Algae could help remove microplastics from drinking water, scientists say
Microplastics slip through most water treatment systems because they're just too small to catch. A team in Missouri has engineered algae that grab onto them instead

When it comes to microplastics — the tiny fragments that end up in rivers, lakes and eventually drinking water — wastewater treatment plants aren't equipped with the resources to catch it. Anything smaller than the stuff visible to the naked eye just sails straight through because the filtration systems were never designed to deal with particles that small.
It's been a known gap for years and nobody's come up with a particularly good fix for it yet, partly because trying to mechanically filter out something that tiny from millions of litres of water is exceptionally expensive.
However, a researcher at the University of Missouri has been trying something completely different, and the results suggest it might actually be a goer.
Is algae the answer?
Rather than filtering microplastics out, Susie Dai, a professor in the College of Engineering, has genetically modified a strain of algae to produce limonene — the natural oil you can smell when you peel an orange. What this does is change the algae's surface so it repels water in the same way microplastics do.
That water-repelling property is what makes this work, the researchers say, because when two things in a liquid environment both repel the liquid around them they end up drawn to each other instead. This means the algae and the microplastic particles essentially stick together and form clumps heavy enough to sink to the bottom where they can be collected and removed.

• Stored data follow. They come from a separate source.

//! Fan-out of one event to many independently failing handlers.
//!
//! Handlers run sequentially in registration order. A handler that returns an
//! error or panics is reported to the broadcaster's [`ErrorHandler`] and the
//! remaining handlers still see the event.

use crate::subscription::EventReceiver;
use futures_util::future::BoxFuture;
use futures_util::FutureExt;
use std::fmt;
use std::future::Future;
use std::panic::{self, AssertUnwindSafe};
use std::sync::{Arc, Mutex, MutexGuard, PoisonError, Weak};
use tokio::sync::broadcast;
use uuid::Uuid;

/// Error returned by an event handler
pub type HandlerError = Box<dyn std::error::Error + Send + Sync>;

/// Sink for handler failures; receives the event name and the error
pub type ErrorHandler = Arc<dyn Fn(&'static str, &HandlerError) + Send + Sync>;

type Handler<T> = Arc<dyn Fn(T) -> BoxFuture<'static, Result<(), HandlerError>> + Send + Sync>;

pub(crate) type HandlerList<T> = Mutex<Vec<(HandlerId, Handler<T>)>>;

/// Token identifying a registered handler
#[derive(Debug, Clone, Copy, PartialEq, Eq, Hash)]
pub struct HandlerId(Uuid);

impl fmt::Display for HandlerId {
    fn fmt(&self, f: &mut fmt::Formatter<'_>) -> fmt::Result {
        self.0.fmt(f)
    }
}

/// Error sink used when none is supplied: logs through `tracing`
pub fn log_handler_error(event: &'static str, error: &HandlerError) {
    tracing::error!(event_name = event, "Event handler failed: {}", error);
}

/// Default error sink as an [`ErrorHandler`]
pub fn default_error_handler() -> ErrorHandler {
    Arc::new(log_handler_error)
}

/// Events buffered per channel subscription before the oldest are dropped
pub const SUBSCRIPTION_CAPACITY: usize = 128;

/// Registry of handlers for one kind of event
pub struct EventBroadcaster<T> {
    name: &'static str,
    handlers: Arc<HandlerList<T>>,
    error_handler: ErrorHandler,
}

impl<T: Clone + Send + 'static> EventBroadcaster<T> {
    /// Create a broadcaster; `name` identifies it in error reports
    pub fn new(name: &'static str, error_handler: ErrorHandler) -> Self {
        Self {
            name,
            handlers: Arc::new(Mutex::new(Vec::new())),
            error_handler,
        }
    }

    pub fn name(&self) -> &'static str {
        self.name
    }

    /// Register an async handler
    pub fn register<F, Fut>(&self, handler: F) -> HandlerId
    where
        F: Fn(T) -> Fut + Send + Sync + 'static,
        Fut: Future<Output = Result<(), HandlerError>> + Send + 'static,
    {
        let id = HandlerId(Uuid::new_v4());
        let boxed: Handler<T> = Arc::new(move |event: T| handler(event).boxed());
        lock(&self.handlers).push((id, boxed));
        id
    }

    /// Remove a handler; returns whether it was registered
    pub fn unregister(&self, id: HandlerId) -> bool {
        remove_handler(&self.handlers, id)
    }

    /// Number of registered handlers
    pub fn handler_count(&self) -> usize {
        lock(&self.handlers).len()
    }

    /// Receive events through a channel instead of a callback
    ///
    /// At most [`SUBSCRIPTION_CAPACITY`] events are buffered. A receiver that
    /// falls further behind loses the oldest ones and its next receive reports
    /// [`LavalinkError::Lagged`](crate::LavalinkError::Lagged). The receiver
    /// unregisters itself when dropped.
    pub fn subscribe(&self) -> EventReceiver<T> {
        let (tx, rx) = broadcast::channel(SUBSCRIPTION_CAPACITY);
        let id = self.register(move |event: T| {
            // No receiver means it is being dropped.
            let _ = tx.send(event);
            async { Ok(()) }
        });
        EventReceiver::new(rx, id, Arc::downgrade(&self.handlers))
    }

    /// Deliver an event to every handler registered at the time of the call
    pub async fn broadcast(&self, event: T) {
        let handlers: Vec<_> = lock(&self.handlers).clone();

        for (id, handler) in handlers {
            let invoked = panic::catch_unwind(AssertUnwindSafe(|| handler(event.clone())));
            let outcome = match invoked {
                Ok(fut) => AssertUnwindSafe(fut).catch_unwind().await,
                Err(panic) => Err(panic),
            };

            let error: HandlerError = match outcome {
                Ok(Ok(())) => continue,
                Ok(Err(e)) => e,
                Err(panic) => format!("handler {} panicked: {}", id, panic_message(&*panic)).into(),
            };
            (self.error_handler)(self.name, &error);
        }
    }
}

pub(crate) fn remove_handler<T>(handlers: &HandlerList<T>, id: HandlerId) -> bool {
    let mut handlers = lock(handlers);
    let before = handlers.len();
    handlers.retain(|(existing, _)| *existing != id);
    handlers.len() != before
}

pub(crate) fn remove_from_weak<T>(handlers: &Weak<HandlerList<T>>, id: HandlerId) {
    if let Some(handlers) = handlers.upgrade() {
        remove_handler(&handlers, id);
    }
}

fn lock<T>(handlers: &HandlerList<T>) -> MutexGuard<'_, Vec<(HandlerId, Handler<T>)>> {
    handlers.lock().unwrap_or_else(PoisonError::into_inner)
}

fn panic_message(panic: &(dyn std::any::Any + Send)) -> String {
    if let Some(s) = panic.downcast_ref::<&str>() {
        (*s).to_string()
    } else if let Some(s) = panic.downcast_ref::<String>() {
        s.clone()
    } else {
        "non-string panic payload".to_string()
    }
}

#[cfg(test)]
mod tests {
    use super::*;
    use std::sync::Mutex as StdMutex;

    fn capture() -> (ErrorHandler, Arc<StdMutex<Vec<(String, String)>>>) {
        let seen = Arc::new(StdMutex::new(Vec::new()));
        let sink = seen.clone();
        let handler: ErrorHandler = Arc::new(move |event: &'static str, error: &HandlerError| {
            sink.lock().unwrap().push((event.to_string(), error.to_string()));
        });
        (handler, seen)
    }

    fn recorder(
        log: &Arc<StdMutex<Vec<String>>>,
        label: &'static str,
    ) -> impl Fn(u32) -> BoxFuture<'static, Result<(), HandlerError>> + Send + Sync + 'static {
        let log = log.clone();
        move |event| {
            log.lock().unwrap().push(format!("{}:{}", label, event));
            async { Ok(()) }.boxed()
        }
    }

    #[tokio::test]
    async fn delivers_in_registration_order() {
        let (errors, _) = capture();
        let broadcaster = EventBroadcaster::<u32>::new("TEST", errors);
        let log = Arc::new(StdMutex::new(Vec::new()));

        broadcaster.register(recorder(&log, "a"));
        broadcaster.register(recorder(&log, "b"));
        broadcaster.register(recorder(&log, "c"));
        broadcaster.broadcast(1).await;

        assert_eq!(*log.lock().unwrap(), vec!["a:1", "b:1", "c:1"]);
    }

    #[tokio::test]
    async fn failing_handler_does_not_stop_siblings() {
        let (errors, seen) = capture();
        let broadcaster = EventBroadcaster::<u32>::new("TEST_EVENT", errors);
        let log = Arc::new(StdMutex::new(Vec::new()));

        broadcaster.register(recorder(&log, "first"));
        broadcaster.register(|_| async { Err::<(), HandlerError>("boom".into()) });
        broadcaster.register(|_: u32| -> BoxFuture<'static, Result<(), HandlerError>> {
            panic!("kaboom")
        });
        broadcaster.register(|_| async {
            if true {
                panic!("async kaboom");
            }
            Ok(())
        });
        broadcaster.register(recorder(&log, "last"));
        broadcaster.broadcast(7).await;

        assert_eq!(*log.lock().unwrap(), vec!["first:7", "last:7"]);
        let seen = seen.lock().unwrap();
        assert_eq!(seen.len(), 3);
        assert!(seen.iter().all(|(event, _)| event == "TEST_EVENT"));
        assert_eq!(seen[0].1, "boom");
        assert!(seen[1].1.contains("kaboom"));
        assert!(seen[2].1.contains("async kaboom"));
    }

    #[tokio::test]
    async fn unregistered_handler_is_skipped() {
        let (errors, _) = capture();
        let broadcaster = EventBroadcaster::<u32>::new("TEST", errors);
        let log = Arc::new(StdMutex::new(Vec::new()));

        let a = broadcaster.register(recorder(&log, "a"));
        broadcaster.register(recorder(&log, "b"));
        assert!(broadcaster.unregister(a));
        assert!(!broadcaster.unregister(a));
        broadcaster.broadcast(2).await;

        assert_eq!(*log.lock().unwrap(), vec!["b:2"]);
        assert_eq!(broadcaster.handler_count(), 1);
    }

    #[tokio::test]
    async fn removal_mid_broadcast_keeps_event_in_flight() {
        let (errors, _) = capture();
        let broadcaster = Arc::new(EventBroadcaster::<u32>::new("TEST", errors));
        let log = Arc::new(StdMutex::new(Vec::new()));

        let victim = Arc::new(StdMutex::new(None));
        let remover = {
            let broadcaster = Arc::downgrade(&broadcaster);
            let victim = victim.clone();
            move |_: u32| {
                if let (Some(b), Some(id)) = (broadcaster.upgrade(), *victim.lock().unwrap()) {
                    b.unregister(id);
                }
                async { Ok(()) }
            }
        };
        broadcaster.register(remover);
        let id = broadcaster.register(recorder(&log, "victim"));
        *victim.lock().unwrap() = Some(id);

        broadcaster.broadcast(1).await;
        broadcaster.broadcast(2).await;

        assert_eq!(*log.lock().unwrap(), vec!["victim:1"]);
    }

    #[tokio::test]
    async fn subscription_receives_and_unregisters_on_drop() {
        let (errors, _) = capture();
        let broadcaster = EventBroadcaster::<u32>::new("TEST", errors);

        let mut rx = broadcaster.subscribe();
        assert_eq!(broadcaster.handler_count(), 1);
        broadcaster.broadcast(5).await;
        broadcaster.broadcast(6).await;
        assert_eq!(rx.recv().await.unwrap(), 5);
        assert_eq!(rx.try_recv().unwrap(), Some(6));
        assert_eq!(rx.try_recv().unwrap(), None);

        drop(rx);
        assert_eq!(broadcaster.handler_count(), 0);
    }

    #[tokio::test]
    async fn slow_subscriber_reports_lag_and_keeps_newest() {
        let (errors, reported) = capture();
        let broadcaster = EventBroadcaster::<usize>::new("TEST", errors);
        let mut rx = broadcaster.subscribe();

        for n in 0..SUBSCRIPTION_CAPACITY + 5 {
            broadcaster.broadcast(n).await;
        }

        assert!(matches!(rx.recv().await, Err(crate::LavalinkError::Lagged(5))));
        assert_eq!(rx.recv().await.unwrap(), 5);
        assert!(reported.lock().unwrap().is_empty());

        drop(broadcaster);
        for _ in 6..SUBSCRIPTION_CAPACITY + 5 {
            rx.try_recv().unwrap();
        }
        assert!(matches!(rx.try_recv(), Err(crate::LavalinkError::ConnectionClosed)));
    }
}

Dai described it as working almost like a magnet, and the fact that it happens passively without needing any mechanical intervention or chemical treatment is what makes the approach interesting from a practical standpoint.
The algae also grow happily in wastewater and absorb excess nutrients while they're at it, which means they're pulling double duty — capturing plastic and cleaning up the water chemistry at the same time — and Dai reckons there's a third benefit too, because the collected microplastic material could potentially be recycled into bioplastic products like composite films rather than just being dumped somewhere else.
"By removing the microplastics, cleaning the wastewater and eventually using the removed microplastics to create bioplastic products for good, we can tackle three issues with one approach," she said.
Getting from lab tank to treatment plant
Dai's lab already runs algae in large tank bioreactors, including a 100 litre system they've nicknamed Shrek that currently processes industrial flue gas for separate air pollution research. Bigger versions of the same setup could eventually be adapted for use in wastewater treatment plants, though Dai says the work is still in its early-stages, so getting it integrated into real infrastructure is a long way off.
"Currently, most wastewater treatment plants can only remove large particles of plastic, but microplastics are so small that they slip through and end up in drinking water, polluting the environment and harming ecosystems," she said.
News reference:
Scientists say this algae could remove microplastics from drinking water, published by University of Missouri-Columbia, published May 2026.